Only the lines from the beginning of the data below through the line that contains "the start node." should be repeated, exactly as written.

# # #

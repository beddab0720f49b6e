//! Iterative edge relaxation (Bellman-Ford) over dense node indices.

use tracing::debug;

use crate::graph::SearchGraph;

/// Outcome of one relaxation run, in dense-index terms. The route module
/// maps indices back to node ids and attaches names to errors.
#[derive(Debug, Clone, PartialEq)]
pub enum SearchOutcome {
    Route {
        path: Vec<usize>,
        total_distance: f64,
    },
    NegativeCycle,
    Unreachable,
}

/// Run edge relaxation from `start` and reconstruct the path to `end`.
pub fn shortest_path(graph: &SearchGraph, start: usize, end: usize) -> SearchOutcome {
    let node_count = graph.node_count();
    let mut distance = vec![f64::INFINITY; node_count];
    let mut predecessor: Vec<Option<usize>> = vec![None; node_count];
    distance[start] = 0.0;

    // Up to |V| - 1 passes; stop as soon as a pass changes nothing.
    let mut passes = 0usize;
    for _ in 1..node_count {
        let mut updated = false;
        for edge in graph.edges() {
            let through = distance[edge.from];
            // Strict less-than: an equal-distance alternative never
            // overwrites an existing predecessor.
            if through.is_finite() && through + edge.weight < distance[edge.to] {
                distance[edge.to] = through + edge.weight;
                predecessor[edge.to] = Some(edge.from);
                updated = true;
            }
        }
        passes += 1;
        if !updated {
            break;
        }
    }
    debug!(passes, "relaxation finished");

    // One more scan: any remaining improvement means a negative-weight
    // cycle is reachable from the start node.
    for edge in graph.edges() {
        let through = distance[edge.from];
        if through.is_finite() && through + edge.weight < distance[edge.to] {
            return SearchOutcome::NegativeCycle;
        }
    }

    if !distance[end].is_finite() {
        return SearchOutcome::Unreachable;
    }

    match walk_predecessors(&predecessor, start, end) {
        Some(path) => SearchOutcome::Route {
            path,
            total_distance: distance[end],
        },
        // Inconsistent predecessor state; report no path rather than a
        // truncated one.
        None => SearchOutcome::Unreachable,
    }
}

/// Follow predecessor links backward from `end`, returning the forward path
/// only if the walk terminates at `start`.
fn walk_predecessors(
    predecessor: &[Option<usize>],
    start: usize,
    end: usize,
) -> Option<Vec<usize>> {
    let mut path = vec![end];
    let mut current = end;
    while current != start {
        current = predecessor[current]?;
        path.push(current);
        if path.len() > predecessor.len() {
            return None;
        }
    }
    path.reverse();
    Some(path)
}
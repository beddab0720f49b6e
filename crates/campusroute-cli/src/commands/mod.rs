// Module exports for CLI subcommands
//
// Each module handles a specific subcommand; main.rs dispatches to these
// handlers, keeping the entry point focused on parsing and coordination.

pub mod nodes;
pub mod route;

use std::path::Path;

use anyhow::{Context, Result};

use campusroute_lib::{campus_graph, load_graph_document, GraphModel, PathQuery};

/// Load the graph named on the command line, or the built-in campus map.
pub fn load_graph(path: Option<&Path>) -> Result<(GraphModel, Option<PathQuery>)> {
    match path {
        Some(path) => {
            let document = load_graph_document(path).with_context(|| {
                format!("failed to load graph document from {}", path.display())
            })?;
            Ok(document.into_parts())
        }
        None => Ok((campus_graph(), None)),
    }
}
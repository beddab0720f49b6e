//! Route command handler for computing paths between campus nodes.

use std::path::Path;

use anyhow::{bail, Context, Result};

use campusroute_lib::{find_route, PathQuery};

use crate::commands::load_graph;
use crate::output::{render_route, OutputFormat};

/// Handle the route subcommand.
///
/// Endpoints given on the command line take precedence over the ones
/// embedded in the graph document.
pub fn handle_route_command(
    graph_path: Option<&Path>,
    from: Option<&str>,
    to: Option<&str>,
    format: OutputFormat,
) -> Result<()> {
    let (graph, embedded) = load_graph(graph_path)?;

    let query = match (from, to) {
        (Some(from), Some(to)) => PathQuery::new(from, to),
        (None, None) => match embedded {
            Some(query) => query,
            None => bail!(
                "provide both --from and --to, or a graph document with start_node and end_node"
            ),
        },
        _ => bail!("provide both --from and --to"),
    };

    let result = find_route(&graph, &query).with_context(|| {
        format!(
            "failed to compute route from {} to {}",
            query.start_node, query.end_node
        )
    })?;

    println!("{}", render_route(&graph, &result, format)?);
    Ok(())
}
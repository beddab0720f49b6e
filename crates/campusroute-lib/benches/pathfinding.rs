use campusroute_lib::{campus_graph, find_route, GraphModel, PathQuery};
use criterion::{criterion_group, criterion_main, Criterion};
use once_cell::sync::Lazy;
use std::hint::black_box;

static CAMPUS: Lazy<GraphModel> = Lazy::new(campus_graph);
static GATE_TO_SQUARE: Lazy<PathQuery> = Lazy::new(|| PathQuery::new("A", "J"));
static GATE_TO_POWER_SYSTEMS: Lazy<PathQuery> = Lazy::new(|| PathQuery::new("A", "AM"));

fn benchmark_pathfinding(c: &mut Criterion) {
    let graph = &*CAMPUS;

    c.bench_function("campus_gate_to_square", |b| {
        let query = &*GATE_TO_SQUARE;
        b.iter(|| {
            let result = find_route(graph, query).expect("route exists");
            black_box(result.hop_count())
        });
    });

    c.bench_function("campus_gate_to_power_systems", |b| {
        let query = &*GATE_TO_POWER_SYSTEMS;
        b.iter(|| {
            let result = find_route(graph, query).expect("route exists");
            black_box(result.total_distance)
        });
    });
}

criterion_group!(benches, benchmark_pathfinding);
criterion_main!(benches);
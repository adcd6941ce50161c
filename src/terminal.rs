use crossterm::terminal;
use std::io;
use std::io::{IsTerminal, Write};

/// Keeps the terminal in raw mode while alive, restores the previous mode on drop.
pub struct RawLock {
    enabled: bool,
}

impl RawLock {
    #[must_use]
    pub const fn is_enabled(&self) -> bool {
        self.enabled
    }
}

impl Drop for RawLock {
    fn drop(&mut self) {
        if !self.enabled {
            return;
        }
        // terminal stays in raw mode but no means to repair
        if let Err(e) = terminal::disable_raw_mode() {
            tracing::error!("Error resetting terminal {e}");
        } else {
            tracing::debug!("Terminal restored from raw mode");
        }
    }
}

/// Set terminal to raw in best-effort mode, only log on failure, since there is no terminal
/// when output is redirected, e.g. in tests.
/// Redirected stdin is read as is, raw mode is left off then.
pub fn set_terminal_raw() -> RawLock {
    if !io::stdin().is_terminal() {
        tracing::debug!("Stdin is not a terminal, not switching to raw mode");
        return RawLock { enabled: false };
    }
    match terminal::enable_raw_mode() {
        Ok(()) => {
            tracing::debug!("Terminal switched to raw mode");
            RawLock { enabled: true }
        }
        Err(e) => {
            tracing::warn!("Could not set terminal to raw mode: {e}");
            RawLock { enabled: false }
        }
    }
}

/// Raw mode disables output post-processing, so a line feed alone would not return the cursor
/// to the first column. Writes `\r\n` for every `\n`.
pub struct RawModeWriter<W: Write> {
    inner: W,
}

impl<W: Write> RawModeWriter<W> {
    pub const fn new(inner: W) -> Self {
        Self { inner }
    }
}

impl<W: Write> Write for RawModeWriter<W> {
    fn write(&mut self, buf: &[u8]) -> io::Result<usize> {
        for part in buf.split_inclusive(|b| *b == b'\n') {
            if let Some((b'\n', line)) = part.split_last() {
                self.inner.write_all(line)?;
                self.inner.write_all(b"\r\n")?;
            } else {
                self.inner.write_all(part)?;
            }
        }
        Ok(buf.len())
    }
    fn flush(&mut self) -> io::Result<()> {
        self.inner.flush()
    }
}
use crate::errors::LoadProgramError;
use crate::hardware::keyboard::KeyboardInputProvider;
use std::cell::RefCell;
use std::fmt::{Debug, Formatter};
use std::rc::Rc;

pub const PROGRAM_SECTION_START: u16 = 0x3000;
pub const MEMORY_SIZE_U16: usize = 1 << 16;

/// Memory regions mapped to IO functionality.
#[repr(u16)]
#[derive(enumn::N, Debug, Copy, Clone, PartialEq, Eq)]
pub enum MemoryMappedIOLocations {
    /// Keyboard Status Register
    Kbsr = 0xFE00,
    /// Keyboard Data Register
    Kbdr = 0xFE02,
}

/// An abstraction for the LC-3 memory including the memory mapped keyboard registers
/// but excluding registers.
///
/// Every `u16` is a valid address, so no access can be out of range.
pub struct Memory {
    /// Index equals memory address
    data: Box<[u16]>,
    keyboard: Rc<RefCell<dyn KeyboardInputProvider>>,
}

impl Debug for Memory {
    fn fmt(&self, f: &mut Formatter<'_>) -> std::fmt::Result {
        let used = self.data.iter().filter(|w| **w != 0).count();
        write!(
            f,
            "Memory {{ non-zero words: {used}, KBSR: {:#06X}, KBDR: {:#06X} }}",
            self.data[usize::from(MemoryMappedIOLocations::Kbsr as u16)],
            self.data[usize::from(MemoryMappedIOLocations::Kbdr as u16)]
        )
    }
}

impl Memory {
    const KEYBOARD_STATUS_REGISTER_SET: u16 = 1 << 15;
    const KEYBOARD_STATUS_REGISTER_UNSET: u16 = 0;

    pub fn new(keyboard: Rc<RefCell<dyn KeyboardInputProvider>>) -> Self {
        Self {
            data: vec![0x0u16; MEMORY_SIZE_U16].into_boxed_slice(),
            keyboard,
        }
    }

    /// Reads the word at `address`.
    ///
    /// Reading the keyboard status register polls the keyboard unless a character is already
    /// waiting: bit 15 is set and the character is placed in the keyboard data register when one
    /// is available. Reading the keyboard data register hands out the character and clears the
    /// status register.
    pub fn read(&mut self, address: u16) -> u16 {
        match MemoryMappedIOLocations::n(address) {
            Some(MemoryMappedIOLocations::Kbsr) => self.poll_keyboard(),
            Some(MemoryMappedIOLocations::Kbdr) => {
                self.store(
                    MemoryMappedIOLocations::Kbsr as u16,
                    Self::KEYBOARD_STATUS_REGISTER_UNSET,
                );
            }
            None => {}
        }
        self.data[usize::from(address)]
    }

    /// Reads the word at `address` without triggering memory mapped IO.
    #[must_use]
    pub fn peek(&self, address: u16) -> u16 {
        self.data[usize::from(address)]
    }

    pub fn write(&mut self, address: u16, value: u16) {
        self.store(address, value);
    }

    fn store(&mut self, address: u16, value: u16) {
        self.data[usize::from(address)] = value;
    }

    fn poll_keyboard(&mut self) {
        let kbsr = MemoryMappedIOLocations::Kbsr as u16;
        if self.peek(kbsr) == Self::KEYBOARD_STATUS_REGISTER_SET {
            return;
        }
        let character = {
            let mut keyboard = self.keyboard.borrow_mut();
            match keyboard.check_input_available() {
                Ok(true) => keyboard.get_input_character(),
                Ok(false) => None,
                Err(e) => {
                    tracing::warn!("Polling keyboard failed, treating as no input: {e}");
                    None
                }
            }
        };
        if let Some(c) = character {
            self.store(kbsr, Self::KEYBOARD_STATUS_REGISTER_SET);
            self.store(MemoryMappedIOLocations::Kbdr as u16, u16::from(c));
        } else {
            self.store(kbsr, Self::KEYBOARD_STATUS_REGISTER_UNSET);
        }
    }

    /// Copies a program without its `.ORIG` header into memory starting at `origin`.
    ///
    /// # Errors
    /// - Program does not fit between `origin` and the end of the address space
    pub fn load_program(&mut self, origin: u16, data: &[u16]) -> Result<(), LoadProgramError> {
        let start = usize::from(origin);
        let maximum_instructions = MEMORY_SIZE_U16 - start;
        if data.len() > maximum_instructions {
            return Err(LoadProgramError::ProgramTooLong {
                origin,
                actual_instructions: data.len(),
                maximum_instructions,
            });
        }
        self.data[start..start + data.len()].copy_from_slice(data);
        Ok(())
    }

    /// The memory contents between `from` and `to` (exclusive) without memory mapped IO.
    #[must_use]
    pub fn slice(&self, from: u16, to: u16) -> &[u16] {
        &self.data[usize::from(from)..usize::from(to)]
    }
}
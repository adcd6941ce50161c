use crate::hardware::memory::PROGRAM_SECTION_START;
use crate::numbers;
use std::fmt::{Debug, Formatter};

/// One 16 bit register, interpreted as unsigned or two's complement depending on the operation.
#[derive(Copy, Clone, PartialEq, Eq, Default)]
pub struct Register(u16);

impl Register {
    #[must_use]
    pub const fn from_binary(value: u16) -> Self {
        Self(value)
    }
    #[must_use]
    pub const fn from_decimal(value: i16) -> Self {
        Self(value.cast_unsigned())
    }
    #[must_use]
    pub const fn as_binary(self) -> u16 {
        self.0
    }
    #[must_use]
    pub const fn as_decimal(self) -> i16 {
        numbers::twos_complement_to_decimal(self.0)
    }
}

impl Debug for Register {
    fn fmt(&self, f: &mut Formatter<'_>) -> std::fmt::Result {
        write!(f, "{:#06X} ({})", self.0, self.as_decimal())
    }
}

#[must_use]
pub const fn from_binary(value: u16) -> Register {
    Register::from_binary(value)
}
#[cfg(test)]
#[must_use]
pub const fn from_decimal(value: i16) -> Register {
    Register::from_decimal(value)
}

/// The LC-3 register file: `R0` to `R7`, the program counter and the condition flag.
#[derive(Debug, Clone, PartialEq, Eq)]
pub struct Registers {
    general_purpose: [Register; 8],
    pc: Register,
    cond: ConditionFlag,
}

impl Default for Registers {
    fn default() -> Self {
        Self::new()
    }
}

impl Registers {
    #[must_use]
    pub const fn new() -> Self {
        Self {
            general_purpose: [Register(0); 8],
            pc: Register(PROGRAM_SECTION_START),
            cond: ConditionFlag::Zero,
        }
    }

    /// # Panics
    /// - register index greater than 7, decoded indexes are 3 bits wide
    #[must_use]
    pub fn get(&self, r: u8) -> Register {
        assert!(r <= 7, "Invalid general purpose register get");
        self.general_purpose[usize::from(r)]
    }
    /// # Panics
    /// - register index greater than 7, decoded indexes are 3 bits wide
    pub fn set(&mut self, r: u8, value: Register) {
        assert!(r <= 7, "Invalid general purpose register set");
        self.general_purpose[usize::from(r)] = value;
    }
    #[must_use]
    pub const fn pc(&self) -> Register {
        self.pc
    }
    pub const fn set_pc(&mut self, value: u16) {
        self.pc = Register(value);
    }
    /// Advances the program counter by one, wrapping at the end of the address space.
    pub const fn inc_pc(&mut self) {
        self.pc = Register(self.pc.0.wrapping_add(1));
    }

    #[must_use]
    pub const fn get_conditional_register(&self) -> ConditionFlag {
        self.cond
    }
    pub fn update_conditional_register(&mut self, r: u8) {
        let val = self.get(r).as_binary();
        self.cond = ConditionFlag::from(val);
    }
}

/// Result classification of the last value written to a general purpose register.
/// Exactly one flag is set at any time.
#[repr(u16)]
#[derive(Debug, Clone, Copy, PartialEq, Eq)]
pub enum ConditionFlag {
    Pos = 1 << 0, // Positive
    Zero = 1 << 1,
    Neg = 1 << 2, // Negative
}

impl ConditionFlag {
    /// Bit of this flag in the `nzp` field of a BR instruction.
    #[must_use]
    pub const fn bits(self) -> u16 {
        self as u16
    }
}

impl From<u16> for ConditionFlag {
    fn from(value: u16) -> Self {
        if value == 0 {
            Self::Zero
        } else if value >> 15 == 1 {
            // leftmost bit is 1 for negative numbers
            Self::Neg
        } else {
            Self::Pos
        }
    }
}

# # #

# [EXPECTED ANSWER]
repository beddab0720f49b6e
//! Iterative edge relaxation (Bellman-Ford) over dense node indices.

use tracing::debug;

use crate::graph::SearchGraph;

/// Outcome of one relaxation run, in dense-index terms. The route module
/// maps indices back to node ids and attaches names to errors.
#[derive(Debug, Clone, PartialEq)]
pub enum SearchOutcome {
    Route {
        path: Vec<usize>,
        total_distance: f64,
    },
    NegativeCycle,
    Unreachable,
}

/// Run edge relaxation from `start` and reconstruct the path to `end`.
pub fn shortest_path(graph: &SearchGraph, start: usize, end: usize) -> SearchOutcome {
    let node_count = graph.node_count();
    let mut distance = vec![f64::INFINITY; node_count];
    let mut predecessor: Vec<Option<usize>> = vec![None; node_count];
    distance[start] = 0.0;

    // Up to |V| - 1 passes; stop as soon as a pass changes nothing.
    let mut passes = 0usize;
    for _ in 1..node_count {
        let mut updated = false;
        for edge in graph.edges() {
            let through = distance[edge.from];
            // Strict less-than: an equal-distance alternative never
            // overwrites an existing predecessor.
            if through.is_finite() && through + edge.weight < distance[edge.to] {
                distance[edge.to] = through + edge.weight;
                predecessor[edge.to] = Some(edge.from);
                updated = true;
            }
        }
        passes += 1;
        if !updated {
            break;
        }
    }
    debug!(passes, "relaxation finished");

    // One more scan: any remaining improvement means a negative-weight
    // cycle is reachable from the start node.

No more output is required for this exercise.